Many speak of the fitness benefits of belly dancing.

“In China all ladies like for their health,” says Angel from Shanghai.

“This kind of dance began here. Here teachers [are] very, very good so all Chinese ladies want to come.”

Contradictions

Belly dancing is big business in Egypt thanks to the global market.

Designer, Safaa Yasser Bakr, runs a belly dancing costume shop in the historic Khan el-Khalili bazaar.

She helps a Brazilian woman try on a sky-blue sequinned bra and a matching skirt with a split up one side.

“In one show big stars change costume many times,” she tells her. “You need maybe five different pieces.”

Nowadays Safaa sells most of her alluring outfits to foreigners.

Safa Yasser Bakr

Safa sells her wares in Khan el-Khalili – Cairo’s Islamic heart

“I see people coming from France, Italy, United States, Argentina, Spain, Japan,” she says.

But in Egypt at large, many experts fear the dance is losing its appeal.

Society has become more religious and conservative over the past generation and belly dancing is not considered a respectable profession.

“I don’t like belly dancing. I don’t like to see a woman half-naked dancing and moving her body like that,” says one man on the street in central Cairo.

“It has a kind of sexual movement. That’s why I don’t like to watch it,” adds his friend.

An older passer-by remembers the famous dancers of the 1960s with affection but says he would not let his wife or daughters dance in public today.

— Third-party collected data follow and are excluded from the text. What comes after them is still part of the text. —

//! Taxonomy catalog endpoints.

use axum::{
    extract::{Query, State},
    response::IntoResponse,
    Json,
};
use serde::{Deserialize, Serialize};

use super::super::AppState;
use super::helpers::store_error;
use crate::models::LeafNode;

#[derive(Debug, Deserialize)]
pub struct LeafNodeParams {
    /// Only list this depth
    pub depth: Option<i32>,
}

/// Leaf node as listed to clients; the percentage has two decimals.
#[derive(Debug, Serialize)]
pub struct LeafNodeResponse {
    pub name: String,
    pub percentage: String,
    pub depth: i32,
}

impl From<&LeafNode> for LeafNodeResponse {
    fn from(node: &LeafNode) -> Self {
        Self {
            name: node.name.clone(),
            percentage: node.formatted_percentage(),
            depth: node.depth,
        }
    }
}

/// List leaf nodes, highest percentage first.
pub async fn list_leaf_nodes(
    State(state): State<AppState>,
    Query(params): Query<LeafNodeParams>,
) -> impl IntoResponse {
    let nodes = match state.catalog_cache.get_leaf_nodes(params.depth) {
        Some(nodes) => nodes,
        None => match state.ctx.leaf_nodes().list(params.depth).await {
            Ok(nodes) => {
                state
                    .catalog_cache
                    .set_leaf_nodes(params.depth, nodes.clone());
                nodes
            }
            Err(e) => return store_error(e),
        },
    };

    let body: Vec<LeafNodeResponse> = nodes.iter().map(LeafNodeResponse::from).collect();
    Json(body).into_response()
}

pub async fn max_depth(State(state): State<AppState>) -> impl IntoResponse {
    let depth = match state.catalog_cache.get_max_depth() {
        Some(depth) => depth,
        None => match state.ctx.leaf_nodes().max_depth().await {
            Ok(depth) => {
                state.catalog_cache.set_max_depth(depth);
                depth
            }
            Err(e) => return store_error(e),
        },
    };

    Json(serde_json::json!({ "maxDepth": depth })).into_response()
}

/// Drop cached catalog data so the next read hits the store.
pub async fn refresh_catalog(State(state): State<AppState>) -> impl IntoResponse {
    state.catalog_cache.invalidate();
    tracing::info!("Catalog cache invalidated");
    Json(serde_json::json!({ "refreshed": true }))
}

“I liked the old belly dancer because you could not see a lot of her body,” he remarks. “They were very respectable – not like the new ones now.”

Enduring art

Dance historian, Mo Geddawi, accepts belly dancing is facing a challenging time in Egypt but says this must be seen in perspective.

“Forget about different governments and religion,” he says. “When Christianity and then Islam came the dance was taboo, but people continued to dance.”

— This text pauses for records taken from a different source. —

//! HTTP API over the entry store and annotation rounds.
//!
//! Exposes:
//! - Leaf node listings and maximum depth (cached, see [`CatalogCache`])
//! - Paginated entry lookup by leaf node
//! - Annotation rounds and server-side export

mod cache;
mod handlers;
mod routes;

pub use cache::CatalogCache;
pub use routes::create_router;

use std::sync::Arc;

use tokio::net::TcpListener;

use crate::config::Settings;
use crate::repository::DbContext;
use crate::services::AnnotationDispatcher;

/// Shared state for the web server.
#[derive(Clone)]
pub struct AppState {
    pub ctx: DbContext,
    pub catalog_cache: Arc<CatalogCache>,
    pub dispatcher: AnnotationDispatcher,
    /// Label written to exported documents.
    pub database_name: String,
}

impl AppState {
    pub fn new(settings: &Settings) -> Self {
        Self {
            ctx: settings.create_db_context(),
            catalog_cache: Arc::new(CatalogCache::with_ttl(settings.catalog_cache_ttl)),
            dispatcher: AnnotationDispatcher::from_config(&settings.llm),
            database_name: settings.database_name.clone(),
        }
    }
}

/// Bind a listener on `host`, which may be a hostname or an IP address.
pub async fn bind(host: &str, port: u16) -> std::io::Result<TcpListener> {
    TcpListener::bind((host, port)).await
}

/// Start the web server. The database schema must already exist.
pub async fn serve(settings: &Settings, host: &str, port: u16) -> anyhow::Result<()> {
    let state = AppState::new(settings);

    let configured = state.dispatcher.providers().configured();
    if configured.is_empty() {
        tracing::warn!("No provider API keys configured; /annotate will fail");
    }

    let app = create_router(state);

    let listener = bind(host, port).await?;
    tracing::info!("Starting server at http://{}", listener.local_addr()?);

    axum::serve(listener, app).await?;

    Ok(())
}

#[cfg(test)]
mod tests {
    use super::*;
    use axum::body::Body;
    use axum::http::{Request, StatusCode};
    use serde_json::{json, Value};
    use tempfile::tempdir;
    use tower::ServiceExt;

    use crate::llm::testing::ScriptedClient;
    use crate::llm::ProviderRegistry;
    use crate::models::{Entry, LeafNode, Provider};

    async fn setup_test_app() -> (AppState, tempfile::TempDir) {
        let dir = tempdir().unwrap();
        let ctx = DbContext::new(&dir.path().join("test.db"));
        ctx.init_schema().await.unwrap();

        let providers =
            ProviderRegistry::new().with_client(ScriptedClient::new(Provider::Anthropic));
        let state = AppState {
            ctx,
            catalog_cache: Arc::new(CatalogCache::new()),
            dispatcher: AnnotationDispatcher::new(providers, 4),
            database_name: "Bayesian".to_string(),
        };
        (state, dir)
    }

    async fn setup_test_app_with_data() -> (AppState, tempfile::TempDir) {
        let (state, dir) = setup_test_app().await;

        state
            .ctx
            .leaf_nodes()
            .save_all(&[
                LeafNode::new("Layoffs", 1, 60.0),
                LeafNode::new("Restructuring/Layoffs", 2, 40.0),
                LeafNode::new("Mergers", 1, 12.346),
            ])
            .await
            .unwrap();

        let mut entries = Vec::new();
        for i in 0..3 {
            entries.push(Entry::new(["Layoffs"], format!("s{}", i), format!("b{}", i)));
        }
        for i in 3..5 {
            entries.push(Entry::new(
                ["Restructuring/Layoffs", "Layoffs"],
                format!("s{}", i),
                format!("b{}", i),
            ));
        }
        state.ctx.entries().insert_all(&entries).await.unwrap();

        (state, dir)
    }

    async fn send(state: &AppState, request: Request<Body>) -> (StatusCode, Value) {
        let response = create_router(state.clone()).oneshot(request).await.unwrap();
        let status = response.status();
        let body = axum::body::to_bytes(response.into_body(), usize::MAX)
            .await
            .unwrap();
        let json = serde_json::from_slice(&body).unwrap_or(Value::Null);
        (status, json)
    }

    fn get(uri: &str) -> Request<Body> {
        Request::builder().uri(uri).body(Body::empty()).unwrap()
    }

    fn post_json(uri: &str, body: Value) -> Request<Body> {
        Request::builder()
            .method("POST")
            .uri(uri)
            .header("content-type", "application/json")
            .body(Body::from(body.to_string()))
            .unwrap()
    }

    #[tokio::test]
    async fn test_leaf_nodes_sorted_with_two_decimals() {
        let (state, _dir) = setup_test_app_with_data().await;

        let (status, json) = send(&state, get("/leaf-nodes")).await;
        assert_eq!(status, StatusCode::OK);
        assert_eq!(
            json,
            json!([
                {"name": "Layoffs", "percentage": "60.00", "depth": 1},
                {"name": "Restructuring/Layoffs", "percentage": "40.00", "depth": 2},
                {"name": "Mergers", "percentage": "12.35", "depth": 1}
            ])
        );

        let (_, json) = send(&state, get("/leaf-nodes?depth=2")).await;
        assert_eq!(json.as_array().unwrap().len(), 1);
        assert_eq!(json[0]["name"], "Restructuring/Layoffs");
    }

    #[tokio::test]
    async fn test_leaf_nodes_cached_until_refresh() {
        let (state, _dir) = setup_test_app_with_data().await;

        let (_, before) = send(&state, get("/leaf-nodes")).await;
        assert_eq!(before.as_array().unwrap().len(), 3);

        state.ctx.leaf_nodes().clear().await.unwrap();
        let (_, cached) = send(&state, get("/leaf-nodes")).await;
        assert_eq!(cached.as_array().unwrap().len(), 3);

        let (status, _) = send(&state, post_json("/leaf-nodes/refresh", json!({}))).await;
        assert_eq!(status, StatusCode::OK);
        let (_, after) = send(&state, get("/leaf-nodes")).await;
        assert!(after.as_array().unwrap().is_empty());
    }

    #[tokio::test]
    async fn test_max_depth() {
        let (state, _dir) = setup_test_app().await;
        let (_, json) = send(&state, get("/leaf-nodes/max-depth")).await;
        assert_eq!(json, json!({"maxDepth": 1}));

        let (state, _dir) = setup_test_app_with_data().await;
        let (_, json) = send(&state, get("/leaf-nodes/max-depth")).await;
        assert_eq!(json, json!({"maxDepth": 2}));
    }

    #[tokio::test]
    async fn test_entries_exact_and_substring() {
        let (state, _dir) = setup_test_app_with_data().await;

        let (status, json) = send(
            &state,
            get("/entries?leafNode=Layoffs&exactMatch=true&page=1&pageSize=10"),
        )
        .await;
        assert_eq!(status, StatusCode::OK);
        assert_eq!(json["totalCount"], 3);

        let (_, json) = send(&state, get("/entries?leafNode=layoffs&pageSize=2&page=3")).await;
        assert_eq!(json["totalCount"], 5);
        assert_eq!(json["totalPages"], 3);
        assert_eq!(json["currentPage"], 3);
        assert_eq!(json["pageSize"], 2);
        assert_eq!(json["entries"].as_array().unwrap().len(), 1);
        assert_eq!(
            json["entries"][0]["leafNodes"],
            json!(["Restructuring/Layoffs", "Layoffs"])
        );
    }

    #[tokio::test]
    async fn test_entries_requires_leaf_node() {
        let (state, _dir) = setup_test_app().await;
        let (status, json) = send(&state, get("/entries?page=1")).await;
        assert_eq!(status, StatusCode::BAD_REQUEST);
        assert_eq!(json, json!({"error": "Leaf node parameter is required"}));
    }

    #[tokio::test]
    async fn test_store_unavailable_is_503() {
        let (mut state, dir) = setup_test_app().await;
        state.ctx = DbContext::new(&dir.path().join("missing").join("nested").join("x.db"));

        let (status, json) = send(&state, get("/leaf-nodes")).await;
        assert_eq!(status, StatusCode::SERVICE_UNAVAILABLE);
        assert!(json["error"]
            .as_str()
            .unwrap()
            .starts_with("entry store unavailable"));
    }

    #[tokio::test]
    async fn test_annotate_round() {
        let (state, _dir) = setup_test_app().await;

        let (status, json) = send(
            &state,
            post_json(
                "/annotate",
                json!({
                    "articles": ["REPLY:12", "FAIL", "REPLY:7"],
                    "prompt": "How many jobs were cut?",
                    "provider": "A"
                }),
            ),
        )
        .await;

        assert_eq!(status, StatusCode::OK);
        let results = json["results"].as_array().unwrap();
        assert_eq!(results.len(), 3);
        assert_eq!(results[0], "12");
        assert!(results[1]
            .as_str()
            .unwrap()
            .starts_with("Error processing article 2: "));
        assert_eq!(results[2], "7");
    }

    #[tokio::test]
    async fn test_annotate_rejects_invalid_body() {
        let (state, _dir) = setup_test_app().await;
        let (status, json) = send(
            &state,
            post_json("/annotate", json!({"articles": "x", "prompt": "p"})),
        )
        .await;
        assert_eq!(status, StatusCode::BAD_REQUEST);
        assert_eq!(json, json!({"message": "Invalid request body"}));
    }

    #[tokio::test]
    async fn test_annotate_unconfigured_provider_is_500() {
        let (state, _dir) = setup_test_app().await;
        let (status, json) = send(
            &state,
            post_json(
                "/annotate",
                json!({"articles": ["a"], "prompt": "p", "provider": "B"}),
            ),
        )
        .await;
        assert_eq!(status, StatusCode::INTERNAL_SERVER_ERROR);
        assert_eq!(json["message"], "Error processing articles");
        assert_eq!(json["error"], "OpenAI API key is not configured");
    }

    #[tokio::test]
    async fn test_export_endpoint() {
        let (state, _dir) = setup_test_app().await;
        let (status, json) = send(
            &state,
            post_json(
                "/export",
                json!({
                    "leafNode": "Layoffs",
                    "provider": "A",
                    "fields": [{"itemName": "jobs", "question": "How many?", "dataType": "int"}],
                    "entries": [
                        {"leafNodes": ["Layoffs"], "annotation": {"provider": "A", "rawText": "{\"jobs\": \"40\"}"}},
                        {"leafNodes": ["Layoffs"]}
                    ]
                }),
            ),
        )
        .await;

        assert_eq!(status, StatusCode::OK);
        assert_eq!(json["Information"]["Database Name"], "Bayesian");
        assert_eq!(json["Information"]["Selected Note"], "Layoffs");
        assert_eq!(json["Queries"]["jobs"]["Data Type"], "int");
        assert_eq!(
            json["Queries"]["Examples"],
            json!([
                {"Leaf_Nodes": "Layoffs", "Extracted_Values": {"jobs": 40}},
                {"Leaf_Nodes": "Layoffs", "Extracted_Values": null}
            ])
        );
    }

    #[tokio::test]
    async fn test_bind_accepts_hostname() {
        let listener = bind("localhost", 0).await.unwrap();
        assert!(listener.local_addr().unwrap().ip().is_loopback());
    }
}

“Sometimes in public it is less but the dance never died.”

For now though international devotees help to ensure the dance goes on.

Diana Esposito from New York came to Cairo on a scholarship to study the social and economic reasons for its decline but has become an accomplished belly dancer herself.

“The first time I saw it I thought the movements were so sensual,” she says. “I decided to try something new and it became an addiction.”

“I don’t see the dance being done properly anywhere else in the world. That’s why everyone flocks here – this is the capital of belly dance.”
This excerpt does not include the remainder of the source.